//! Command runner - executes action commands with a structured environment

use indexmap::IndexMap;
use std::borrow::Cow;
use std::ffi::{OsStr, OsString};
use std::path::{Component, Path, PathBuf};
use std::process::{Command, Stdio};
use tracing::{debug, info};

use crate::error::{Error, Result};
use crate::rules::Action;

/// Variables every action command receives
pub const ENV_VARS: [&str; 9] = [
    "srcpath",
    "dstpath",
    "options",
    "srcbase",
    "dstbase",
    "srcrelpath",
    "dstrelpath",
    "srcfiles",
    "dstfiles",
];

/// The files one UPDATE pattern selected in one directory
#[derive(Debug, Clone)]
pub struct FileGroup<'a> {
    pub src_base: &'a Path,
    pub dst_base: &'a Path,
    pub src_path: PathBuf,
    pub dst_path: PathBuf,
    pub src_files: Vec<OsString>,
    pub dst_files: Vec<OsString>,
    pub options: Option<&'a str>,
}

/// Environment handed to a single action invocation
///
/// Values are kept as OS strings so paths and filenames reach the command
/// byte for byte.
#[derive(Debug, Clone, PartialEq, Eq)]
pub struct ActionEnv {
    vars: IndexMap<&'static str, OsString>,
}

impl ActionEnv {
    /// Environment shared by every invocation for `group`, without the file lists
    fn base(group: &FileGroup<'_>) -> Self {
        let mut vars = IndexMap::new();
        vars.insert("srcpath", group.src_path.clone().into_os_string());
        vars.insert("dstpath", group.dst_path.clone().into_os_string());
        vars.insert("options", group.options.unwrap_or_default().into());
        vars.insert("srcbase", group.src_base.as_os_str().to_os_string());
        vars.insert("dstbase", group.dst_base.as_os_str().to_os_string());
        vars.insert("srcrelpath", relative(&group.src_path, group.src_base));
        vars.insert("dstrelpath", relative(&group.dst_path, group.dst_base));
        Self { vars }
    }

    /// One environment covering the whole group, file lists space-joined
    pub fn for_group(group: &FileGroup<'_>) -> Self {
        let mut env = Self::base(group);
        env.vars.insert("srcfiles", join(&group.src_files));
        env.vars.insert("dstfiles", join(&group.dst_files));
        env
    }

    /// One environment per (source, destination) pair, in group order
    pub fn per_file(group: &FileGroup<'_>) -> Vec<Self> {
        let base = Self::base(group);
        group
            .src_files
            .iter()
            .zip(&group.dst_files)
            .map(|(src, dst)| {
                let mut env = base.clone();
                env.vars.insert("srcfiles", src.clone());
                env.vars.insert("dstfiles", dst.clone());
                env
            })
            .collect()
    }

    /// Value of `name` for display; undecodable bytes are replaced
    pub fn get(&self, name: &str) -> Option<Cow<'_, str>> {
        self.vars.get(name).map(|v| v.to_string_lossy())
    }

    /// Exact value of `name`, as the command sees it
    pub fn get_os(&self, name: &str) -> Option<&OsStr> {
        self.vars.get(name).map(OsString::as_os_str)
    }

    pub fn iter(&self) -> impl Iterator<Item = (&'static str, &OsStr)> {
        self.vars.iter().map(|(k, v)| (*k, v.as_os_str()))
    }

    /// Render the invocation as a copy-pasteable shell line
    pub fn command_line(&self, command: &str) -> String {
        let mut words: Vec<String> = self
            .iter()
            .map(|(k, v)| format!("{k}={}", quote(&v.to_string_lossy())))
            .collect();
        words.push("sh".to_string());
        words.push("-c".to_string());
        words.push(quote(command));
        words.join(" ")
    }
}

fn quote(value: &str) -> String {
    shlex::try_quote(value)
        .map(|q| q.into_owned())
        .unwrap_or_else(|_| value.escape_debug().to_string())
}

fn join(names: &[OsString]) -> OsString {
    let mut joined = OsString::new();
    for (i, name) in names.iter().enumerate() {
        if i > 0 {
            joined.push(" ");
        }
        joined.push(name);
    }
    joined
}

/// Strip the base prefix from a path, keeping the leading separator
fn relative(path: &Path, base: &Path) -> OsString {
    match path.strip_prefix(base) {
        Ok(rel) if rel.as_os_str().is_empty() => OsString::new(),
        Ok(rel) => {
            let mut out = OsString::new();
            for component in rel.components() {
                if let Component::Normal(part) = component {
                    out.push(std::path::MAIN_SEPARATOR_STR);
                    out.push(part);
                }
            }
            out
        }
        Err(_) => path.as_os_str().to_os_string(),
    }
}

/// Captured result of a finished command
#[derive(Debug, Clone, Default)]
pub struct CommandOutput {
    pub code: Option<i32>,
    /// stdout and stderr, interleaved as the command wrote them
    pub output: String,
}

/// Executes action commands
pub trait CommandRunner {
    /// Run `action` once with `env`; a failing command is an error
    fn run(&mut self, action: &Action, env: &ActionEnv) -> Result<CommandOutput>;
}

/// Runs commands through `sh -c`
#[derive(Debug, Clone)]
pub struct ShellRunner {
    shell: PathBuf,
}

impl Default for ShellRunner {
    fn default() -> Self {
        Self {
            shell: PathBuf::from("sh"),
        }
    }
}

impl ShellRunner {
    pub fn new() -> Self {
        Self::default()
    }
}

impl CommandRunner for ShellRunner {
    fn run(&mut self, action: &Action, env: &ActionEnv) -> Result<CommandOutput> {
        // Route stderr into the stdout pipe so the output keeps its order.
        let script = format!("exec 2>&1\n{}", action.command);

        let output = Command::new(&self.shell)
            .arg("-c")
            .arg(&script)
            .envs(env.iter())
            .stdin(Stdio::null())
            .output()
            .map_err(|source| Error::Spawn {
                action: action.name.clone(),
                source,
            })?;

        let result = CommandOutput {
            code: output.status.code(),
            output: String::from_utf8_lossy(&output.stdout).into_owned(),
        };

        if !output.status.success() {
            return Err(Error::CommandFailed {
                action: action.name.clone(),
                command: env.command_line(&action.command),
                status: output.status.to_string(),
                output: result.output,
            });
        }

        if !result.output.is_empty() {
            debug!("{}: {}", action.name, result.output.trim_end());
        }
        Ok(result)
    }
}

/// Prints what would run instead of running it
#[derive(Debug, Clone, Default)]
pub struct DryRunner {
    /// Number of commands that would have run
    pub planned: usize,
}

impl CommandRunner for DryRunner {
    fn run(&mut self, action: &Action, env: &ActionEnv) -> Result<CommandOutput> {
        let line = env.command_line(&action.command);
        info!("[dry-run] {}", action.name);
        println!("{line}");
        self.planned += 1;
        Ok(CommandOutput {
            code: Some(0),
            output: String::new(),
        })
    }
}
* * *
### Instructions to follow
All entries given above should be transcribed exactly, with none omitted.

### Written solution
//! Command runner - executes action commands with a structured environment

use indexmap::IndexMap;
use std::borrow::Cow;
use std::ffi::{OsStr, OsString};
use std::path::{Component, Path, PathBuf};
use std::process::{Command, Stdio};
use tracing::{debug, info};

use crate::error::{Error, Result};
use crate::rules::Action;

/// Variables every action command receives
pub const ENV_VARS: [&str; 9] = [
    "srcpath",
    "dstpath",
    "options",
    "srcbase",
    "dstbase",
    "srcrelpath",
    "dstrelpath",
    "srcfiles",
    "dstfiles",
];

/// The files one UPDATE pattern selected in one directory
#[derive(Debug, Clone)]
pub struct FileGroup<'a> {
    pub src_base: &'a Path,
    pub dst_base: &'a Path,
    pub src_path: PathBuf,
    pub dst_path: PathBuf,
    pub src_files: Vec<OsString>,
    pub dst_files: Vec<OsString>,
    pub options: Option<&'a str>,
}

/// Environment handed to a single action invocation
///
/// Values are kept as OS strings so paths and filenames reach the command
/// byte for byte.
#[derive(Debug, Clone, PartialEq, Eq)]
pub struct ActionEnv {
    vars: IndexMap<&'static str, OsString>,
}

impl ActionEnv {
    /// Environment shared by every invocation for `group`, without the file lists
    fn base(group: &FileGroup<'_>) -> Self {
        let mut vars = IndexMap::new();
        vars.insert("srcpath", group.src_path.clone().into_os_string());
        vars.insert("dstpath", group.dst_path.clone().into_os_string());
        vars.insert("options", group.options.unwrap_or_default().into());
        vars.insert("srcbase", group.src_base.as_os_str().to_os_string());
        vars.insert("dstbase", group.dst_base.as_os_str().to_os_string());
        vars.insert("srcrelpath", relative(&group.src_path, group.src_base));
        vars.insert("dstrelpath", relative(&group.dst_path, group.dst_base));
        Self { vars }
    }

    /// One environment covering the whole group, file lists space-joined
    pub fn for_group(group: &FileGroup<'_>) -> Self {
        let mut env = Self::base(group);
        env.vars.insert("srcfiles", join(&group.src_files));
        env.vars.insert("dstfiles", join(&group.dst_files));
        env
    }

    /// One environment per (source, destination) pair, in group order
    pub fn per_file(group: &FileGroup<'_>) -> Vec<Self> {
        let base = Self::base(group);
        group
            .src_files
            .iter()
            .zip(&group.dst_files)
            .map(|(src, dst)| {
                let mut env = base.clone();
                env.vars.insert("srcfiles", src.clone());
                env.vars.insert("dstfiles", dst.clone());
                env
            })
            .collect()
    }

    /// Value of `name` for display; undecodable bytes are replaced
    pub fn get(&self, name: &str) -> Option<Cow<'_, str>> {
        self.vars.get(name).map(|v| v.to_string_lossy())
    }

    /// Exact value of `name`, as the command sees it
    pub fn get_os(&self, name: &str) -> Option<&OsStr> {
        self.vars.get(name).map(OsString::as_os_str)
    }

    pub fn iter(&self) -> impl Iterator<Item = (&'static str, &OsStr)> {
        self.vars.iter().map(|(k, v)| (*k, v.as_os_str()))
    }

    /// Render the invocation as a copy-pasteable shell line
    pub fn command_line(&self, command: &str) -> String {
        let mut words: Vec<String> = self
            .iter()
            .map(|(k, v)| format!("{k}={}", quote(&v.to_string_lossy())))
            .collect();
        words.push("sh".to_string());
        words.push("-c".to_string());
        words.push(quote(command));
        words.join(" ")
    }
}

fn quote(value: &str) -> String {
    shlex::try_quote(value)
        .map(|q| q.into_owned())
        .unwrap_or_else(|_| value.escape_debug().to_string())
}

fn join(names: &[OsString]) -> OsString {
    let mut joined = OsString::new();
    for (i, name) in names.iter().enumerate() {
        if i > 0 {
            joined.push(" ");
        }
        joined.push(name);
    }
    joined
}

/// Strip the base prefix from a path, keeping the leading separator
fn relative(path: &Path, base: &Path) -> OsString {
    match path.strip_prefix(base) {
        Ok(rel) if rel.as_os_str().is_empty() => OsString::new(),
        Ok(rel) => {
            let mut out = OsString::new();
            for component in rel.components() {
                if let Component::Normal(part) = component {
                    out.push(std::path::MAIN_SEPARATOR_STR);
                    out.push(part);
                }
            }
            out
        }
        Err(_) => path.as_os_str().to_os_string(),
    }
}

/// Captured result of a finished command
#[derive(Debug, Clone, Default)]
pub struct CommandOutput {
    pub code: Option<i32>,
    /// stdout and stderr, interleaved as the command wrote them
    pub output: String,
}

/// Executes action commands
pub trait CommandRunner {
    /// Run `action` once with `env`; a failing command is an error
    fn run(&mut self, action: &Action, env: &ActionEnv) -> Result<CommandOutput>;
}

/// Runs commands through `sh -c`
#[derive(Debug, Clone)]
pub struct ShellRunner {
    shell: PathBuf,
}

impl Default for ShellRunner {
    fn default() -> Self {
        Self {
            shell: PathBuf::from("sh"),
        }
    }
}

impl ShellRunner {
    pub fn new() -> Self {
        Self::default()
    }
}

impl CommandRunner for ShellRunner {
    fn run(&mut self, action: &Action, env: &ActionEnv) -> Result<CommandOutput> {
        // Route stderr into the stdout pipe so the output keeps its order.
        let script = format!("exec 2>&1\n{}", action.command);

        let output = Command::new(&self.shell)
            .arg("-c")
            .arg(&script)
            .envs(env.iter())
            .stdin(Stdio::null())
            .output()
            .map_err(|source| Error::Spawn {
                action: action.name.clone(),
                source,
            })?;

        let result = CommandOutput {
            code: output.status.code(),
            output: String::from_utf8_lossy(&output.stdout).into_owned(),
        };

        if !output.status.success() {
            return Err(Error::CommandFailed {
                action: action.name.clone(),
                command: env.command_line(&action.command),
                status: output.status.to_string(),
                output: result.output,
            });
        }

        if !result.output.is_empty() {
            debug!("{}: {}", action.name, result.output.trim_end());
        }
        Ok(result)
    }
}

/// Prints what would run instead of running it
#[derive(Debug, Clone, Default)]
pub struct DryRunner {
    /// Number of commands that would have run
    pub planned: usize,
}

impl CommandRunner for DryRunner {
    fn run(&mut self, action: &Action, env: &ActionEnv) -> Result<CommandOutput> {
        let line = env.command_line(&action.command);
        info!("[dry-run] {}", action.name);
        println!("{line}");
        self.planned += 1;
        Ok(CommandOutput {
            code: Some(0),
            output: String::new(),
        })
    }
}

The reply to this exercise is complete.